President Wickremesinghe invites Sri Lankan parties to form national government
COLOMBO: Sri Lankan President Ranil Wickremesinghe has written to members of Parliament, inviting them to form an all-party national government to help the bankrupt country to recover from the worst economic crisis.
“The government is currently engaged in great efforts to gradually restore normalcy to the political and social unrest created by the economic crisis that the country is facing today,” Wickremesinghe said in the letter on Friday.
Accordingly, initial plans required to implement a systematic economic programme are being formulated while preliminary measures are also being undertaken for the creation of economic stability,” he added.
Wickremesinghe said a programme could only be implemented with the participation of all political parties represented in Parliament, expert groups and civil society.
He also proposed to start a dialogue with parties on the reintroduction of the 19th Amendment to the Constitution.
The 19A adopted in 2015 pruned presidential powers by empowering Parliament above the executive president.

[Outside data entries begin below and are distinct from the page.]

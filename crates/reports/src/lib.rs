pub mod catalog;
pub mod config;
pub mod error;
pub mod executor;
pub mod filter;
pub mod service;

#[cfg(test)]
pub(crate) mod test_utils;
pub mod error;
pub mod writer;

Wickremesinghe was the main sponsor of the 19th Amendment in 2015. However, the 19A was scrapped after Gotabaya Rajapaksa won the November 2019 presidential election.
Sri Lankan MPs on July 20 elected Wickremesinghe as the country’s new president, with the majority of the vote coming from lawmakers representing ousted President Rajapaksa’s Sri Lanka Podujana Peramuna (SLPP) party.

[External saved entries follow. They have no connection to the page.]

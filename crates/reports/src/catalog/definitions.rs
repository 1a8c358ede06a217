//! The canned donation reports.
//!
//! Aliases are fixed across reports (`p` providers, `r` receivers,
//! `f` food_listings, `c` claims) so the shared filter columns line up.

use crate::{
    catalog::{
        query::ReportQuery,
        schema::{CLAIMS, FOOD_LISTINGS, PROVIDERS, RECEIVERS},
    },
    filter::keys::{CITY, CLAIM_STATUS, FOOD_TYPE, MEAL_TYPE},
};
use model::core::value::Value;
use planner::query::{
    alias,
    ast::{
        common::{JoinKind, OrderDir, TableRef},
        expr::{BinaryOperator, Expr},
    },
    builder::select::SelectBuilder,
    count_all, func, ident, qualified, value,
};

pub const TOTAL_CLAIMS_PER_PROVIDER: &str = "Total Claims per Provider";
pub const TOP_PROVIDERS_BY_QUANTITY: &str = "Top 10 Providers by Food Quantity";
pub const CLAIMS_BY_STATUS: &str = "Claims by Status";
pub const LISTINGS_BY_TYPE: &str = "Food Listings by Type";
pub const MEAL_TYPE_DISTRIBUTION: &str = "Meal Type Distribution";
pub const EXPIRED_LISTINGS: &str = "Expired Food Listings";
pub const ACTIVE_LISTINGS: &str = "Active Food Listings";
pub const TOP_CITIES_BY_PROVIDERS: &str = "Top Cities by Providers";
pub const TOP_CITIES_BY_RECEIVERS: &str = "Top Cities by Receivers";
pub const RECEIVERS_WITH_MOST_CLAIMS: &str = "Receivers with Most Claims";
pub const LISTINGS_PER_PROVIDER_TYPE: &str = "Food Listings Per Provider Type";
pub const AVG_QUANTITY_PER_FOOD_TYPE: &str = "Average Quantity per Food Type";
pub const CLAIMS_PER_FOOD_TYPE: &str = "Claims per Food Type";
pub const PROVIDERS_WITHOUT_LISTINGS: &str = "Providers Without Listings";
pub const RECEIVERS_WITHOUT_CLAIMS: &str = "Receivers Without Claims";

fn table(name: &str) -> TableRef {
    TableRef::new(name)
}

fn on(left: (&str, &str), right: (&str, &str)) -> Expr {
    Expr::eq(qualified(left.0, left.1), qualified(right.0, right.1))
}

fn listing_provider_join() -> Expr {
    on(("f", "provider_id"), ("p", "provider_id"))
}

pub fn default_reports() -> Vec<ReportQuery> {
    vec![
        total_claims_per_provider(),
        top_providers_by_quantity(),
        claims_by_status(),
        listings_by_type(),
        meal_type_distribution(),
        listings_by_expiry(EXPIRED_LISTINGS, BinaryOperator::Lt),
        listings_by_expiry(ACTIVE_LISTINGS, BinaryOperator::GtEq),
        top_cities(TOP_CITIES_BY_PROVIDERS, PROVIDERS, "provider_count"),
        top_cities(TOP_CITIES_BY_RECEIVERS, RECEIVERS, "receiver_count"),
        receivers_with_most_claims(),
        listings_per_provider_type(),
        avg_quantity_per_food_type(),
        claims_per_food_type(),
        providers_without_listings(),
        receivers_without_claims(),
    ]
}

fn total_claims_per_provider() -> ReportQuery {
    let select = SelectBuilder::new()
        .select(vec![
            alias(qualified("p", "name"), "provider_name"),
            alias(func("COUNT", qualified("c", "claim_id")), "total_claims"),
        ])
        .from(table(CLAIMS), Some("c"))
        .join(
            JoinKind::Inner,
            table(FOOD_LISTINGS),
            Some("f"),
            on(("c", "food_id"), ("f", "food_id")),
        )
        .join(JoinKind::Inner, table(PROVIDERS), Some("p"), listing_provider_join())
        .group_by(qualified("p", "name"))
        .order_by(ident("total_claims"), Some(OrderDir::Desc))
        .order_by(qualified("p", "name"), Some(OrderDir::Asc))
        .build();

    ReportQuery::new(
        TOTAL_CLAIMS_PER_PROVIDER,
        select,
        &[CITY, FOOD_TYPE, MEAL_TYPE, CLAIM_STATUS],
    )
}

fn top_providers_by_quantity() -> ReportQuery {
    let select = SelectBuilder::new()
        .select(vec![
            alias(qualified("p", "name"), "provider_name"),
            alias(func("SUM", qualified("f", "quantity")), "total_quantity"),
        ])
        .from(table(FOOD_LISTINGS), Some("f"))
        .join(JoinKind::Inner, table(PROVIDERS), Some("p"), listing_provider_join())
        .group_by(qualified("p", "name"))
        .order_by(ident("total_quantity"), Some(OrderDir::Desc))
        .order_by(qualified("p", "name"), Some(OrderDir::Asc))
        .limit(value(Value::Int(10)))
        .build();

    ReportQuery::new(
        TOP_PROVIDERS_BY_QUANTITY,
        select,
        &[CITY, FOOD_TYPE, MEAL_TYPE],
    )
}

fn claims_by_status() -> ReportQuery {
    let select = SelectBuilder::new()
        .select(vec![qualified("c", "status"), alias(count_all(), "total")])
        .from(table(CLAIMS), Some("c"))
        .group_by(qualified("c", "status"))
        .build();

    ReportQuery::new(CLAIMS_BY_STATUS, select, &[CLAIM_STATUS])
}

/// `COUNT(*)` of food listings grouped by one of its own columns.
fn listings_grouped_by(name: &str, column: &str, total_alias: &str) -> ReportQuery {
    let select = SelectBuilder::new()
        .select(vec![qualified("f", column), alias(count_all(), total_alias)])
        .from(table(FOOD_LISTINGS), Some("f"))
        .group_by(qualified("f", column))
        .build();

    ReportQuery::new(name, select, &[FOOD_TYPE, MEAL_TYPE])
}

fn listings_by_type() -> ReportQuery {
    listings_grouped_by(LISTINGS_BY_TYPE, "food_type", "total")
}

fn meal_type_distribution() -> ReportQuery {
    listings_grouped_by(MEAL_TYPE_DISTRIBUTION, "meal_type", "total")
}

fn listings_per_provider_type() -> ReportQuery {
    listings_grouped_by(LISTINGS_PER_PROVIDER_TYPE, "provider_type", "total_listings")
}

fn listings_by_expiry(name: &str, op: BinaryOperator) -> ReportQuery {
    let select = SelectBuilder::new()
        .select(vec![
            qualified("f", "food_name"),
            qualified("f", "expiry_date"),
            alias(qualified("p", "name"), "provider_name"),
        ])
        .from(table(FOOD_LISTINGS), Some("f"))
        .join(JoinKind::Inner, table(PROVIDERS), Some("p"), listing_provider_join())
        .where_clause(Expr::binary(
            qualified("f", "expiry_date"),
            op,
            Expr::CurrentDate,
        ))
        .build();

    ReportQuery::new(name, select, &[CITY, FOOD_TYPE, MEAL_TYPE])
}

fn top_cities(name: &str, source: &str, count_alias: &str) -> ReportQuery {
    let select = SelectBuilder::new()
        .select(vec![ident("city"), alias(count_all(), count_alias)])
        .from(table(source), None)
        .group_by(ident("city"))
        .order_by(ident(count_alias), Some(OrderDir::Desc))
        .order_by(ident("city"), Some(OrderDir::Asc))
        .build();

    ReportQuery::new(name, select, &[])
}

fn receivers_with_most_claims() -> ReportQuery {
    let select = SelectBuilder::new()
        .select(vec![
            alias(qualified("r", "name"), "receiver_name"),
            alias(func("COUNT", qualified("c", "claim_id")), "total_claims"),
        ])
        .from(table(CLAIMS), Some("c"))
        .join(
            JoinKind::Inner,
            table(RECEIVERS),
            Some("r"),
            on(("c", "receiver_id"), ("r", "receiver_id")),
        )
        .group_by(qualified("r", "name"))
        .order_by(ident("total_claims"), Some(OrderDir::Desc))
        .order_by(qualified("r", "name"), Some(OrderDir::Asc))
        .build();

    ReportQuery::new(RECEIVERS_WITH_MOST_CLAIMS, select, &[CLAIM_STATUS])
}

fn avg_quantity_per_food_type() -> ReportQuery {
    let select = SelectBuilder::new()
        .select(vec![
            qualified("f", "food_type"),
            alias(func("AVG", qualified("f", "quantity")), "avg_quantity"),
        ])
        .from(table(FOOD_LISTINGS), Some("f"))
        .group_by(qualified("f", "food_type"))
        .build();

    ReportQuery::new(AVG_QUANTITY_PER_FOOD_TYPE, select, &[FOOD_TYPE, MEAL_TYPE])
}

fn claims_per_food_type() -> ReportQuery {
    let select = SelectBuilder::new()
        .select(vec![
            qualified("f", "food_type"),
            alias(func("COUNT", qualified("c", "claim_id")), "total_claims"),
        ])
        .from(table(CLAIMS), Some("c"))
        .join(
            JoinKind::Inner,
            table(FOOD_LISTINGS),
            Some("f"),
            on(("c", "food_id"), ("f", "food_id")),
        )
        .group_by(qualified("f", "food_type"))
        .build();

    ReportQuery::new(
        CLAIMS_PER_FOOD_TYPE,
        select,
        &[FOOD_TYPE, MEAL_TYPE, CLAIM_STATUS],
    )
}

fn providers_without_listings() -> ReportQuery {
    let select = SelectBuilder::new()
        .select(vec![qualified("p", "name"), qualified("p", "city")])
        .from(table(PROVIDERS), Some("p"))
        .join(
            JoinKind::Left,
            table(FOOD_LISTINGS),
            Some("f"),
            on(("p", "provider_id"), ("f", "provider_id")),
        )
        .where_clause(Expr::is_null(qualified("f", "food_id")))
        .build();

    ReportQuery::new(PROVIDERS_WITHOUT_LISTINGS, select, &[CITY])
}

fn receivers_without_claims() -> ReportQuery {
    let select = SelectBuilder::new()
        .select(vec![qualified("r", "name"), qualified("r", "city")])
        .from(table(RECEIVERS), Some("r"))
        .join(
            JoinKind::Left,
            table(CLAIMS),
            Some("c"),
            on(("r", "receiver_id"), ("c", "receiver_id")),
        )
        .where_clause(Expr::is_null(qualified("c", "claim_id")))
        .build();

    ReportQuery::new(RECEIVERS_WITHOUT_CLAIMS, select, &[])
}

There were only two non-SLPP lawmakers in the Cabinet appointed on Friday. Constitutionally, the Cabinet can be extended up to 30 members.
The 73-year-old President was appointed for the rest of the term of Rajapaksa who initially fled to the Maldives and then to Singapore.
Rajapaksa is accused of mishandling the economic crisis, the worst since 1948.
Wickremesinghe was appointed prime minister by Rajapaksa in mid-May. He was tasked with reviving the economy by giving early solutions to fuel, cooking gas and power shortage problems, which triggered mass agitations against Rajapaksa.
The government declared bankruptcy in mid-April by refusing to honour its international debt.
Wickremesinghe on Wednesday said his government’s main priorities are to fix the country’s ailing economy and end the severe fuel shortage that has exacerbated after the last shipment under the Indian credit line arrived in the country in June.